The fragile U.S.-Iran ceasefire came under new pressure on Memorial Day after American forces carried out fresh strikes in southern Iran. The strikes took place as President Donald Trump attended a ceremony at Arlington National Cemetery honoring 13 service members killed during Operation Epic Fury, according to Insurance Business Mag.
U.S. Central Command said the strikes were defensive. Spokesman Capt. Timothy Hawkins said U.S. forces targeted missile launch sites and Iranian boats attempting to place mines.
The action occurred near Bandar Abbas, Iran’s main naval base and a central point in the standoff over the Strait of Hormuz. The passage normally carries about 20% of the world’s seaborne oil supply.
For marine insurers, the wording matters. A ceasefire that includes self-defense strikes still leaves underwriters pricing active operational risk rather than post-conflict recovery.
That problem has shaped the market since the conflict began on Feb. 28. U.S. and Israeli forces launched coordinated strikes on Iran, including attacks on nuclear and missile infrastructure and the assassination of Supreme Leader Ali Khamenei.
The Strait of Hormuz effectively closed before Iran’s Revolutionary Guard had formally laid mines. Within 48 hours, war risk premiums rose fivefold, major marine insurers cancelled some existing coverage, and the Lloyd’s Market Association’s Joint War Committee redesignated the Arabian Gulf as a conflict zone.
Tanker traffic fell more than 80% before Iran formally declared a physical blockade. The market moved before the blockade fully materialized.
Insurers reported that the market response has often been misunderstood. Three weeks into the war, the Lloyd’s Market Association pushed back against claims that vessels were avoiding Hormuz because insurance had disappeared or become unavailable.
The LMA said that was inaccurate. Its survey of major Lloyd’s market participants found 88% still had appetite to underwrite international hull war risks, while more than 90% continued offering cargo coverage.
By early March, premiums for Strait of Hormuz transits had climbed to 1.5% to 3% of hull value. U.S., UK, and Israeli-linked vessels were paying closer to 5%.
For a Very Large Crude Carrier worth about $138 mn, that means indicative voyage premiums of $10 mn to $14 mn per trip. Before the war, comparable costs were measured in hundreds of thousands of dollars.
Calvin Gray, global head of marine at Intact Insurance, told that the strait may be officially open, but normality has not returned. Monday’s strikes near Bandar Abbas support that view.
The LMA’s position remains that ships are not staying away because of a lack of insurance. They are staying away because crew and vessel safety risks remain high.
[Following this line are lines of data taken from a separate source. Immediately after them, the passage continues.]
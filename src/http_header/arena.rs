//! Pre-sized header storage.
//!
//! All nodes live in a single slot array allocated once, when the arena is
//! built. Every `next` link is threaded at construction time, so parsing only
//! ever writes spans into nodes that already exist. A node whose span is empty
//! is a sentinel.
//!
//! Layout for `max_fields = 2`, `max_lines = 2` (F = field node, V = value node):
//!
//! ```text
//! [F0 V0.0 V0.1 | F1 V1.0 V1.1]
//!  F0.next -> F1, F0.value -> V0.0, V0.0.next -> V0.1
//! ```

use crate::error::ParseError;
use crate::span::Span;

/// Index of a node in the slot array, or `NONE`.
#[derive(Debug, Clone, Copy, PartialEq, Eq)]
pub(crate) struct NodeIndex(u32);

impl NodeIndex {
    pub const NONE: Self = Self(u32::MAX);

    #[inline(always)]
    pub fn is_none(&self) -> bool {
        *self == Self::NONE
    }

    #[inline(always)]
    pub fn get(&self) -> Option<usize> {
        if self.is_none() {
            None
        } else {
            Some(self.0 as usize)
        }
    }

    fn from_usize(index: usize) -> Self {
        Self(index as u32)
    }
}

/// A field node or a value node.
///
/// Field nodes carry the field name in `span` and the head of their value
/// chain in `value`. Value nodes carry one line of the value in `span` and
/// have no `value`.
#[derive(Debug, Clone, Copy)]
pub(crate) struct Node<'a> {
    pub span: Span<'a>,
    pub next: NodeIndex,
    pub value: NodeIndex,
}

impl Node<'_> {
    const SENTINEL: Node<'static> = Node {
        span: Span::EMPTY,
        next: NodeIndex::NONE,
        value: NodeIndex::NONE,
    };
}

#[derive(Debug)]
pub(crate) struct FieldArena<'a> {
    nodes: Box<[Node<'a>]>,
    max_fields: usize,
    max_lines: usize,
    /// Last field node in use.
    tail: NodeIndex,
    len: usize,
}

impl<'a> FieldArena<'a> {
    pub fn new(max_fields: usize, max_lines: usize) -> Result<Self, ParseError> {
        if max_lines == 0 {
            return Err(ParseError::InvalidArgument);
        }
        let stride = max_lines + 1;
        let total = max_fields
            .checked_mul(stride)
            .filter(|total| *total < u32::MAX as usize)
            .ok_or(ParseError::InvalidArgument)?;

        let mut nodes = vec![Node::SENTINEL; total].into_boxed_slice();
        for field in 0..max_fields {
            let base = field * stride;
            nodes[base].value = NodeIndex::from_usize(base + 1);
            if field + 1 < max_fields {
                nodes[base].next = NodeIndex::from_usize(base + stride);
            }
            for line in 1..max_lines {
                nodes[base + line].next = NodeIndex::from_usize(base + line + 1);
            }
        }

        Ok(Self {
            nodes,
            max_fields,
            max_lines,
            tail: NodeIndex::NONE,
            len: 0,
        })
    }

    pub fn nodes(&self) -> &[Node<'a>] {
        &self.nodes
    }

    /// First field node of the chain.
    pub fn head(&self) -> NodeIndex {
        if self.max_fields == 0 {
            NodeIndex::NONE
        } else {
            NodeIndex(0)
        }
    }

    pub fn len(&self) -> usize {
        self.len
    }

    pub fn max_fields(&self) -> usize {
        self.max_fields
    }

    pub fn max_lines(&self) -> usize {
        self.max_lines
    }

    /// Reset every node to the sentinel state. Links are kept.
    pub fn clear(&mut self) {
        for node in self.nodes.iter_mut() {
            node.span = Span::EMPTY;
        }
        self.tail = NodeIndex::NONE;
        self.len = 0;
    }

    /// Fill the next unused field node.
    pub fn open(&mut self, name: Span<'a>, chunk: Span<'a>) -> Result<(), ParseError> {
        let slot = match self.tail.get() {
            None => self.head(),
            Some(tail) => self.nodes[tail].next,
        };
        let Some(slot) = slot.get() else {
            log::debug!("header arena full ({} fields)", self.max_fields);
            return Err(ParseError::Capacity);
        };
        let value = self.nodes[slot].value.get().ok_or(ParseError::Capacity)?;

        self.nodes[slot].span = name;
        self.nodes[value].span = chunk;
        self.tail = NodeIndex::from_usize(slot);
        self.len += 1;
        Ok(())
    }

    /// Write `chunk` into the first unused value node of the last open field.
    pub fn extend(&mut self, chunk: Span<'a>) -> Result<(), ParseError> {
        let tail = self.tail.get().ok_or(ParseError::Syntax)?;
        let mut cursor = self.nodes[tail].value;
        while let Some(index) = cursor.get() {
            if self.nodes[index].span.is_empty() {
                self.nodes[index].span = chunk;
                return Ok(());
            }
            cursor = self.nodes[index].next;
        }
        log::debug!(
            "header arena full ({} lines for field {})",
            self.max_lines,
            self.nodes[tail].span
        );
        Err(ParseError::Capacity)
    }
}
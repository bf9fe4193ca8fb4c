//! Static recipe verification
//!
//! Walks the process list once, in order, tracking which variable names are
//! guaranteed to exist at each step. Only declared names are considered;
//! runtime values are never inspected.

use super::environment::Environment;
use super::error::RecipeError;
use super::recipe::Recipe;
use crate::steps::StepCatalog;
use std::collections::BTreeSet;

/// Check that every required input of every step is satisfiable.
///
/// A required input is satisfied by the recipe `Input`, the composed
/// environment, the step's own `Arguments`, or the declared outputs of a
/// strictly earlier step.
pub fn verify(recipe: &Recipe, env: &Environment, catalog: &dyn StepCatalog) -> Result<(), RecipeError> {
    let mut known: BTreeSet<String> = recipe
        .input
        .keys()
        .chain(env.keys())
        .map(str::to_owned)
        .collect();

    for step in &recipe.process {
        let descriptor = catalog
            .descriptor(&step.processor)
            .ok_or_else(|| RecipeError::UnknownStepType(step.processor.clone()))?;

        known.extend(step.arguments.keys().map(str::to_owned));

        if let Some(missing) = descriptor.required_inputs().find(|name| !known.contains(*name)) {
            return Err(RecipeError::MissingRequiredInput {
                step_type: step.processor.clone(),
                name: missing.to_owned(),
            });
        }

        known.extend(descriptor.outputs().map(str::to_owned));
    }

    Ok(())
}
//! Colored terminal output for recipe runs
//!
//! Progress lines are gated by a process-wide verbosity level:
//! - 0: warnings and errors only
//! - 1: recipe and processor names (default)
//! - 2: input/output snapshots of each step
//! - 3: the full environment before and after the run

use owo_colors::OwoColorize;
use serde::Serialize;
use std::sync::atomic::{AtomicU8, Ordering};

static VERBOSITY: AtomicU8 = AtomicU8::new(1);

pub fn set_verbosity(level: u8) {
    VERBOSITY.store(level, Ordering::Relaxed);
}

pub fn verbosity() -> u8 {
    VERBOSITY.load(Ordering::Relaxed)
}

fn enabled(level: u8) -> bool {
    verbosity() >= level
}

/// Print an action header (blue, bold)
/// Example: "==> Processing Firefox.download.recipe"
pub fn action(message: &str) {
    if enabled(1) {
        println!("{} {}", "==>".blue().bold(), message.bold());
    }
}

/// Print a numbered action (cyan counter)
/// Example: "(1/5) Processing Firefox.download.recipe"
pub fn action_numbered(current: usize, total: usize, message: &str) {
    if enabled(1) {
        println!(
            "{} {}",
            format!("({}/{})", current, total).cyan(),
            message.bold()
        );
    }
}

/// Print a sub-action (cyan arrow)
/// Example: "  -> URLDownloader"
pub fn sub_action(step: &str) {
    if enabled(1) {
        println!("  {} {}", "->".cyan(), step);
    }
}

/// Print a detail line (dimmed)
pub fn detail(message: &str) {
    if enabled(2) {
        println!("     {}", message.dimmed());
    }
}

/// Pretty-print a labelled value as JSON when verbosity is at least `level`.
pub fn dump<T: Serialize>(level: u8, label: &str, value: &T) {
    if !enabled(level) {
        return;
    }
    match serde_json::to_string_pretty(value) {
        Ok(text) => {
            println!("     {}", label.cyan());
            for line in text.lines() {
                println!("       {}", line.dimmed());
            }
        }
        Err(e) => warning(&format!("could not render {label}: {e}")),
    }
}

/// Print a success message (green)
pub fn success(message: &str) {
    if enabled(1) {
        println!("{} {}", "==>".green().bold(), message.green());
    }
}

/// Print an info message (cyan)
pub fn info(message: &str) {
    if enabled(1) {
        println!("{} {}", "::".cyan(), message);
    }
}

/// Print a skip message (dimmed)
/// Example: "==> Firefox stopped early"
pub fn skip(message: &str) {
    if enabled(1) {
        println!("{} {}", "==>".dimmed(), message.dimmed());
    }
}

/// Print a warning message (yellow)
pub fn warning(message: &str) {
    eprintln!("{} {}", "warning:".yellow().bold(), message.yellow());
}

/// Print an error message (red)
pub fn error(message: &str) {
    eprintln!("{} {}", "error:".red().bold(), message.red());
}
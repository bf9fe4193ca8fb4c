//! autopkg - run recipes
//!
//! Usage:
//!   autopkg run <recipe>... [-k NAME=value]...   Run one or more recipes
//!   autopkg verify <recipe>... [-k NAME=value]   Check recipes without running
//!   autopkg info <recipe>                        Show inputs and processors
//!   autopkg list                                 List recipes in search dirs
//!   autopkg processors                           List built-in processors

use anyhow::{Context, Result, bail};
use autopackager::engine::config::Preferences;
use autopackager::engine::{recipe_identifier, search};
use autopackager::{AutoPackager, Environment, Recipe, RunOptions, StepCatalog, StepRegistry, StepResolver, output};
use clap::{ArgAction, Parser, Subcommand};
use serde_json::{Value, json};
use std::path::{Path, PathBuf};

#[derive(Parser)]
#[command(name = "autopkg")]
#[command(about = "Run recipes: compose inputs, verify processors, execute with an audit trail")]
#[command(version)]
struct Cli {
    #[command(subcommand)]
    command: Commands,

    /// More output; repeat for input/output snapshots and full environments
    #[arg(short, long, global = true, action = ArgAction::Count)]
    verbose: u8,

    /// Only print warnings and errors
    #[arg(short, long, global = true, conflicts_with = "verbose")]
    quiet: bool,

    /// Preferences file to use instead of the XDG config files
    #[arg(long, global = true, env = "AUTOPKG_PREFS")]
    prefs: Option<PathBuf>,

    /// Additional directory to search for recipes
    #[arg(short = 'd', long = "search-dir", global = true)]
    search_dirs: Vec<PathBuf>,
}

#[derive(Subcommand)]
enum Commands {
    /// Run one or more recipes
    Run {
        /// Recipe names or paths
        #[arg(required = true)]
        recipes: Vec<String>,

        /// Input override, highest precedence (repeatable)
        #[arg(short = 'k', long = "key", value_parser = parse_key_val)]
        keys: Vec<(String, String)>,

        /// Base cache directory
        #[arg(long)]
        cache_dir: Option<PathBuf>,

        /// Write a JSON report of every run to this file
        #[arg(long)]
        report: Option<PathBuf>,
    },

    /// Compose and verify recipes without running them
    Verify {
        /// Recipe names or paths
        #[arg(required = true)]
        recipes: Vec<String>,

        /// Input override, highest precedence (repeatable)
        #[arg(short = 'k', long = "key", value_parser = parse_key_val)]
        keys: Vec<(String, String)>,
    },

    /// Show a recipe's identifier, inputs and processors
    Info {
        /// Recipe name or path
        recipe: String,
    },

    /// List recipes found in the search directories
    List,

    /// List built-in processors and their variables
    Processors,
}

fn parse_key_val(s: &str) -> Result<(String, String), String> {
    let (key, value) = s
        .split_once('=')
        .ok_or_else(|| format!("expected NAME=value, got '{s}'"))?;
    if key.is_empty() {
        return Err(format!("empty variable name in '{s}'"));
    }
    Ok((key.to_owned(), value.to_owned()))
}

fn cli_overrides(keys: &[(String, String)]) -> Environment {
    keys.iter()
        .map(|(k, v)| (k.clone(), Value::String(v.clone())))
        .collect()
}

fn main() -> Result<()> {
    let cli = Cli::parse();

    output::set_verbosity(if cli.quiet { 0 } else { cli.verbose.saturating_add(1) });

    let prefs = match &cli.prefs {
        Some(path) => Preferences::load_from(path)?,
        None => Preferences::load()?,
    };

    let mut search_dirs = cli.search_dirs.clone();
    search_dirs.extend(prefs.recipe_search_dirs.iter().cloned());

    match cli.command {
        Commands::Run {
            recipes,
            keys,
            cache_dir,
            report,
        } => {
            let options = RunOptions {
                cache_dir: cache_dir.or_else(|| prefs.cache_dir.clone()),
            };
            let packager = AutoPackager::new(StepRegistry::with_builtins())
                .with_options(options)
                .with_local_overrides(prefs.local_overrides.clone());
            run_recipes(&packager, &recipes, &search_dirs, &cli_overrides(&keys), report.as_deref())?;
        }

        Commands::Verify { recipes, keys } => {
            let packager = AutoPackager::new(StepRegistry::with_builtins())
                .with_local_overrides(prefs.local_overrides.clone());
            let overrides = cli_overrides(&keys);
            let mut failed = 0;
            for name in &recipes {
                let recipe = load_recipe(name, &search_dirs)?;
                match packager.check(&recipe, &overrides) {
                    Ok(_) => output::success(&format!("{name} OK")),
                    Err(e) => {
                        output::error(&format!("{name}: {e}"));
                        failed += 1;
                    }
                }
            }
            if failed > 0 {
                bail!("{failed} of {} recipe(s) failed verification", recipes.len());
            }
        }

        Commands::Info { recipe } => {
            let packager = AutoPackager::new(StepRegistry::with_builtins())
                .with_local_overrides(prefs.local_overrides.clone());
            show_info(&packager, &load_recipe(&recipe, &search_dirs)?)?;
        }

        Commands::List => {
            let recipes = search::list_recipes(&search_dirs);
            if recipes.is_empty() {
                output::info("No recipes found");
            }
            for path in recipes {
                println!("{}", path.display());
            }
        }

        Commands::Processors => {
            let registry = StepRegistry::with_builtins();
            for name in registry.names() {
                let Some(descriptor) = registry.descriptor(name) else {
                    continue;
                };
                println!("{name}");
                if !descriptor.description.is_empty() {
                    println!("    {}", descriptor.description);
                }
                for (input, flags) in &descriptor.input_spec {
                    let req = if flags.required { "required" } else { "optional" };
                    println!("    in  {input} ({req})");
                }
                for output_name in descriptor.output_spec.keys() {
                    println!("    out {output_name}");
                }
            }
        }
    }

    Ok(())
}

fn load_recipe(name: &str, search_dirs: &[PathBuf]) -> Result<Recipe> {
    let path = search::find_recipe(name, search_dirs)
        .with_context(|| format!("No recipe found for '{name}'"))?;
    Ok(Recipe::load(&path)?)
}

fn run_recipes(
    packager: &AutoPackager,
    names: &[String],
    search_dirs: &[PathBuf],
    overrides: &Environment,
    report_path: Option<&Path>,
) -> Result<()> {
    let mut runs = Vec::new();
    let mut failures = Vec::new();
    let total = names.len();

    for (i, name) in names.iter().enumerate() {
        output::action_numbered(i + 1, total, &format!("Processing {name}"));

        let recipe = match load_recipe(name, search_dirs) {
            Ok(recipe) => recipe,
            Err(e) => {
                output::error(&format!("{e:#}"));
                failures.push(json!({"recipe": name, "message": format!("{e:#}")}));
                continue;
            }
        };

        match packager.process(&recipe, overrides) {
            Ok(report) => {
                output::success(&format!("{name} done ({} steps)", report.trace.step_count()));
                runs.push(json!({"recipe": name, "trace": report.trace}));
            }
            Err(failure) => {
                output::error(&format!("{name}: {}", failure.error));
                failures.push(json!({
                    "recipe": name,
                    "message": failure.error.to_string(),
                    "processor": failure.error.step_type(),
                }));
                runs.push(json!({"recipe": name, "trace": failure.trace}));
            }
        }
    }

    if let Some(path) = report_path {
        let report = json!({"runs": runs, "failures": failures});
        let text = serde_json::to_string_pretty(&report)?;
        std::fs::write(path, text)
            .with_context(|| format!("Failed to write report: {}", path.display()))?;
    }

    if !failures.is_empty() {
        bail!("{} of {total} recipe(s) failed", failures.len());
    }
    Ok(())
}

fn show_info(packager: &AutoPackager, recipe: &Recipe) -> Result<()> {
    let env = packager.environment_for(recipe, &Environment::new())?;
    let identifier = recipe_identifier(recipe, &env)?;
    let resolver = StepResolver::for_recipe(packager.registry(), recipe, &env);

    if let Some(description) = &recipe.description {
        println!("Description: {description}");
    }
    println!("Identifier:  {identifier}");
    if let Some(path) = &recipe.path {
        println!("Path:        {}", path.display());
    }

    println!("Input:");
    for (key, value) in env.iter() {
        println!("    {key} = {value}");
    }

    println!("Process:");
    for step in &recipe.process {
        let origin = if resolver.is_colocated(&step.processor) {
            "script"
        } else if resolver.descriptor(&step.processor).is_some() {
            "built-in"
        } else {
            "unknown"
        };
        println!("    {} ({origin})", step.processor);
    }

    Ok(())
}
//! Recipe lookup in the configured search directories

use super::recipe::RECIPE_EXTENSIONS;
use std::path::{Path, PathBuf};
use walkdir::WalkDir;

/// How deep below a search dir recipes are looked for.
const MAX_DEPTH: usize = 3;

fn is_recipe_file(path: &Path) -> bool {
    path.is_file()
        && path
            .extension()
            .and_then(|e| e.to_str())
            .is_some_and(|e| RECIPE_EXTENSIONS.contains(&e))
}

/// Resolve `name` to a recipe file.
///
/// An existing path is returned as is. Otherwise the search dirs are walked,
/// in order, for a recipe whose file name or stem equals `name`.
pub fn find_recipe(name: &str, search_dirs: &[PathBuf]) -> Option<PathBuf> {
    let direct = Path::new(name);
    if direct.is_file() {
        return Some(direct.to_path_buf());
    }

    search_dirs.iter().find_map(|dir| {
        walk(dir).find(|path| {
            path.file_name().is_some_and(|f| f == name) || path.file_stem().is_some_and(|s| s == name)
        })
    })
}

/// Every recipe below the search dirs, sorted and deduplicated.
pub fn list_recipes(search_dirs: &[PathBuf]) -> Vec<PathBuf> {
    let mut found: Vec<PathBuf> = search_dirs.iter().flat_map(|dir| walk(dir)).collect();
    found.sort();
    found.dedup();
    found
}

fn walk(dir: &Path) -> impl Iterator<Item = PathBuf> {
    WalkDir::new(dir)
        .max_depth(MAX_DEPTH)
        .sort_by_file_name()
        .into_iter()
        .filter_map(|e| e.ok())
        .map(|e| e.into_path())
        .filter(|p| is_recipe_file(p))
}

#[cfg(test)]
mod tests {
    use super::*;
    use tempfile::TempDir;

    fn setup() -> TempDir {
        let dir = TempDir::new().unwrap();
        std::fs::create_dir_all(dir.path().join("vendor")).unwrap();
        std::fs::write(dir.path().join("vendor/Foo.recipe"), "").unwrap();
        std::fs::write(dir.path().join("Bar.json"), "{}").unwrap();
        std::fs::write(dir.path().join("notes.txt"), "").unwrap();
        dir
    }

    #[test]
    fn test_find_by_stem_and_file_name() {
        let dir = setup();
        let dirs = vec![dir.path().to_path_buf()];

        assert_eq!(find_recipe("Foo", &dirs), Some(dir.path().join("vendor/Foo.recipe")));
        assert_eq!(find_recipe("Bar.json", &dirs), Some(dir.path().join("Bar.json")));
        assert_eq!(find_recipe("notes", &dirs), None);
        assert_eq!(find_recipe("Missing", &dirs), None);
    }

    #[test]
    fn test_direct_path_wins() {
        let dir = setup();
        let path = dir.path().join("Bar.json");
        assert_eq!(find_recipe(path.to_str().unwrap(), &[]), Some(path));
    }

    #[test]
    fn test_list_recipes() {
        let dir = setup();
        let found = list_recipes(&[dir.path().to_path_buf(), dir.path().to_path_buf()]);
        assert_eq!(
            found,
            vec![dir.path().join("Bar.json"), dir.path().join("vendor/Foo.recipe")]
        );
    }
}
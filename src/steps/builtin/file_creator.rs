//! Creates a file with given contents.

use crate::engine::environment::Environment;
use crate::engine::error::StepError;
use crate::steps::{Processor, StepDescriptor, StepEnv};
use std::path::Path;

pub struct FileCreator {
    descriptor: StepDescriptor,
}

impl FileCreator {
    pub const NAME: &'static str = "FileCreator";

    pub fn describe() -> StepDescriptor {
        StepDescriptor::new("Create a file.")
            .required("file_path", "Path to a file to create.")
            .required("file_content", "Contents to put in file.")
            .optional("file_mode", "String. Numeric mode for file in octal format.")
    }

    pub fn new(_env: &Environment) -> Self {
        Self {
            descriptor: Self::describe(),
        }
    }
}

impl Processor for FileCreator {
    fn descriptor(&self) -> &StepDescriptor {
        &self.descriptor
    }

    fn process(&mut self, env: &mut StepEnv<'_>) -> Result<(), StepError> {
        let path = Path::new(env.require_str("file_path")?);
        let content = env.require_str("file_content")?;

        std::fs::write(path, content).map_err(|e| {
            StepError::failed(format!("Can't create file at {}: {}", path.display(), e))
        })?;

        if let Some(mode) = env.get_str("file_mode") {
            set_mode(path, mode)?;
        }

        Ok(())
    }
}

#[cfg(unix)]
fn set_mode(path: &Path, mode: &str) -> Result<(), StepError> {
    use std::os::unix::fs::PermissionsExt;

    let bits = u32::from_str_radix(mode, 8)
        .map_err(|_| StepError::failed(format!("invalid file_mode '{mode}', expected octal")))?;
    std::fs::set_permissions(path, std::fs::Permissions::from_mode(bits)).map_err(|e| {
        StepError::failed(format!("Can't set mode of {} to {}: {}", path.display(), mode, e))
    })
}

#[cfg(not(unix))]
fn set_mode(_path: &Path, _mode: &str) -> Result<(), StepError> {
    Ok(())
}
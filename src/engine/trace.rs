//! Execution trace - the audit record of a run

use super::environment::Environment;
use serde::Serialize;

/// One entry of the trace.
///
/// Serializes as `{"Recipe input": {...}}` or
/// `{"Processor": ..., "Input": {...}, "Output": {...}}`.
#[derive(Debug, Clone, PartialEq, Serialize)]
#[serde(untagged)]
pub enum TraceEntry {
    RecipeInput {
        #[serde(rename = "Recipe input")]
        recipe_input: Environment,
    },
    Step {
        #[serde(rename = "Processor")]
        processor: String,
        #[serde(rename = "Input")]
        input: Environment,
        #[serde(rename = "Output")]
        output: Environment,
    },
}

/// Ordered record of the initial environment and every completed step.
#[derive(Debug, Clone, Default, PartialEq, Serialize)]
#[serde(transparent)]
pub struct ExecutionTrace {
    entries: Vec<TraceEntry>,
}

impl ExecutionTrace {
    pub fn new() -> Self {
        Self::default()
    }

    pub(crate) fn record_recipe_input(&mut self, env: &Environment) {
        self.entries.push(TraceEntry::RecipeInput {
            recipe_input: env.clone(),
        });
    }

    pub(crate) fn record_step(&mut self, processor: &str, input: Environment, output: Environment) {
        self.entries.push(TraceEntry::Step {
            processor: processor.to_owned(),
            input,
            output,
        });
    }

    pub fn entries(&self) -> &[TraceEntry] {
        &self.entries
    }

    /// The snapshot of the environment taken before the first step.
    pub fn recipe_input(&self) -> Option<&Environment> {
        self.entries.iter().find_map(|e| match e {
            TraceEntry::RecipeInput { recipe_input } => Some(recipe_input),
            TraceEntry::Step { .. } => None,
        })
    }

    /// Names of the processors that completed, in order.
    pub fn processors(&self) -> Vec<&str> {
        self.entries
            .iter()
            .filter_map(|e| match e {
                TraceEntry::Step { processor, .. } => Some(processor.as_str()),
                TraceEntry::RecipeInput { .. } => None,
            })
            .collect()
    }

    /// Number of completed steps, excluding the recipe input entry.
    pub fn step_count(&self) -> usize {
        self.entries
            .iter()
            .filter(|e| matches!(e, TraceEntry::Step { .. }))
            .count()
    }

    pub fn is_empty(&self) -> bool {
        self.entries.is_empty()
    }
}
//! Recipe error types.

use std::path::PathBuf;
use thiserror::Error;

/// Failure raised by a processor while it runs.
#[derive(Error, Debug)]
pub enum StepError {
    #[error("{0}")]
    Failed(String),

    #[error("script error: {0}")]
    Script(String),

    #[error("IO error: {0}")]
    Io(#[from] std::io::Error),
}

impl StepError {
    pub fn failed(message: impl Into<String>) -> Self {
        Self::Failed(message.into())
    }
}

/// Errors that abort a recipe run.
#[derive(Error, Debug)]
pub enum RecipeError {
    #[error(
        "local recipe values for {identifier} found in {origin}, but is of type {found}, \
         when it should be a dictionary of variables and values"
    )]
    Configuration {
        identifier: String,
        origin: String,
        found: String,
    },

    #[error("recipe has no IDENTIFIER input and no RECIPE_PATH to derive one from")]
    MissingIdentifier,

    #[error("IDENTIFIER '{0}' must be a relative name without '.' or '..' components")]
    InvalidIdentifier(String),

    #[error("unknown processor '{0}'")]
    UnknownStepType(String),

    #[error("{step_type} requires missing argument {name}")]
    MissingRequiredInput { step_type: String, name: String },

    #[error("processor {step_type} failed: {source}")]
    StepExecutionFailure {
        step_type: String,
        #[source]
        source: StepError,
    },

    #[error("processor {step_type} did not set declared output variable {name}")]
    InternalContractViolation { step_type: String, name: String },

    #[error("could not create RECIPE_CACHE_DIR {}: {source}", .path.display())]
    Filesystem {
        path: PathBuf,
        #[source]
        source: std::io::Error,
    },
}

impl RecipeError {
    /// The processor the error is attributed to, if any.
    pub fn step_type(&self) -> Option<&str> {
        match self {
            Self::UnknownStepType(step_type)
            | Self::MissingRequiredInput { step_type, .. }
            | Self::StepExecutionFailure { step_type, .. }
            | Self::InternalContractViolation { step_type, .. } => Some(step_type),
            _ => None,
        }
    }
}
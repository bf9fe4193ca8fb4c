//! Recipe engine
//!
//! A run goes through three stages:
//! 1. [`compose`] - merge recipe `Input`, local overrides and CLI overrides
//! 2. [`verify`] - check every required input is satisfiable, without running anything
//! 3. [`run`] - execute the steps in order, recording an [`ExecutionTrace`]
//!
//! [`AutoPackager`] ties the stages together with a [`StepRegistry`].

pub mod compose;
pub mod config;
pub mod environment;
pub mod error;
pub mod executor;
pub mod recipe;
pub mod search;
pub mod trace;
pub mod verify;

pub use compose::{LocalOverrides, compose, recipe_identifier};
pub use environment::Environment;
pub use error::{RecipeError, StepError};
pub use executor::{RunFailure, RunOptions, RunReport, run};
pub use recipe::{Recipe, Step};
pub use trace::{ExecutionTrace, TraceEntry};
pub use verify::verify;

use crate::output;
use crate::steps::{StepRegistry, StepResolver};

/// Composes, verifies and runs recipes against a fixed set of processors.
pub struct AutoPackager {
    registry: StepRegistry,
    options: RunOptions,
    local_overrides: LocalOverrides,
}

impl AutoPackager {
    pub fn new(registry: StepRegistry) -> Self {
        Self {
            registry,
            options: RunOptions::default(),
            local_overrides: LocalOverrides::default(),
        }
    }

    pub fn with_options(mut self, options: RunOptions) -> Self {
        self.options = options;
        self
    }

    pub fn with_local_overrides(mut self, overrides: LocalOverrides) -> Self {
        self.local_overrides = overrides;
        self
    }

    pub fn registry(&self) -> &StepRegistry {
        &self.registry
    }

    /// Compose the environment `recipe` would run with.
    pub fn environment_for(
        &self,
        recipe: &Recipe,
        cli_overrides: &Environment,
    ) -> Result<Environment, RecipeError> {
        compose(recipe, Some(&self.local_overrides), cli_overrides)
    }

    /// Compose and verify without running anything.
    pub fn check(&self, recipe: &Recipe, cli_overrides: &Environment) -> Result<Environment, RecipeError> {
        let env = self.environment_for(recipe, cli_overrides)?;
        recipe_identifier(recipe, &env)?;
        let resolver = StepResolver::for_recipe(&self.registry, recipe, &env);
        verify(recipe, &env, &resolver)?;
        Ok(env)
    }

    /// Compose, verify, then run `recipe`.
    ///
    /// Verification failures return before any step runs, with an empty trace.
    pub fn process(&self, recipe: &Recipe, cli_overrides: &Environment) -> Result<RunReport, RunFailure> {
        let env = self
            .environment_for(recipe, cli_overrides)
            .map_err(|e| RunFailure::before_run(e, Environment::new()))?;

        if let Err(e) = recipe_identifier(recipe, &env) {
            return Err(RunFailure::before_run(e, env));
        }
        let resolver = StepResolver::for_recipe(&self.registry, recipe, &env);
        if let Err(e) = verify(recipe, &env, &resolver) {
            return Err(RunFailure::before_run(e, env));
        }

        let report = run(recipe, env, &resolver, &self.options)?;
        if report.stopped_early {
            output::skip("recipe stopped early");
        }
        Ok(report)
    }
}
Those safety concerns move with events on the water. U.S. forces targeting Iranian boats allegedly placing mines is exactly the kind of incident that keeps marine risk pricing elevated.
Underwriters also face a second complication from Tehran’s Hormuz Safe platform. The state-backed digital insurance system accepts cryptocurrency payments for vessels transiting under Iran’s newly declared Persian Gulf Strait Authority.
Coverage through a sanctioned state entity raises problems for brokers and insureds. Questions include policy validity, sanctions compliance, enforceability, and whether claims could be paid without triggering legal exposure.
The U.S. government has also launched its own war-risk backstop for compliant vessels. The program had attracted no takers, partly because its conditions do not match the market’s actual insurance problem.
The new strikes came during a delicate diplomatic moment. Pakistan-mediated talks stalled in April, but U.S. officials had recently indicated movement toward an interim framework.
Trump also shifted his position on Iran’s enriched uranium. He said the material could be turned over to the U.S. for destruction or destroyed in place, or at another acceptable location, with the Atomic Energy Commission or an equivalent body witnessing the process.
That marks a change from Trump’s earlier demand that all nuclear material be transferred to U.S. custody. He had previously said the U.S. would get all nuclear dust and that no money would change hands.
For insurance markets, the diplomatic shift does not yet reset the risk. Until mine threats, military strikes, sanctions exposure, and transit safety stabilize, Hormuz cover will remain priced for managed uncertainty rather than peace.